───── MATERIAL TO PROCESS ─────

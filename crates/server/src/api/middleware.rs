//! Request metrics middleware.

use axum::{body::Body, http::Request, middleware::Next, response::Response};
use std::time::Instant;

use crate::metrics::{
    normalize_path, HTTP_REQUESTS_IN_FLIGHT, HTTP_REQUESTS_TOTAL, HTTP_REQUEST_DURATION,
};

const METRICS_PATH: &str = "/api/v1/metrics";

/// Record duration, count and in-flight gauge for every request.
///
/// Scrapes of the metrics endpoint itself are passed through untracked.
pub async fn metrics_middleware(request: Request<Body>, next: Next) -> Response {
    if request.uri().path() == METRICS_PATH {
        return next.run(request).await;
    }

    let start = Instant::now();
    let method = request.method().to_string();
    let path = normalize_path(request.uri().path());

    HTTP_REQUESTS_IN_FLIGHT.inc();
    let response = next.run(request).await;
    HTTP_REQUESTS_IN_FLIGHT.dec();

    let status = response.status().as_u16().to_string();
    let labels = [method.as_str(), path.as_str(), status.as_str()];

    HTTP_REQUEST_DURATION
        .with_label_values(&labels)
        .observe(start.elapsed().as_secs_f64());
    HTTP_REQUESTS_TOTAL.with_label_values(&labels).inc();

    response
}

─────

### WHAT YOU SHOULD DO
Find the line containing "passed through untracked." in the material above. Print it and every line after it through the end, exactly and only those.

### SOLUTION TO THE EXERCISE
/// Scrapes of the metrics endpoint itself are passed through untracked.
pub async fn metrics_middleware(request: Request<Body>, next: Next) -> Response {
    if request.uri().path() == METRICS_PATH {
        return next.run(request).await;
    }

    let start = Instant::now();
    let method = request.method().to_string();
    let path = normalize_path(request.uri().path());

    HTTP_REQUESTS_IN_FLIGHT.inc();
    let response = next.run(request).await;
    HTTP_REQUESTS_IN_FLIGHT.dec();

    let status = response.status().as_u16().to_string();
    let labels = [method.as_str(), path.as_str(), status.as_str()];

    HTTP_REQUEST_DURATION
        .with_label_values(&labels)
        .observe(start.elapsed().as_secs_f64());
    HTTP_REQUESTS_TOTAL.with_label_values(&labels).inc();

    response
}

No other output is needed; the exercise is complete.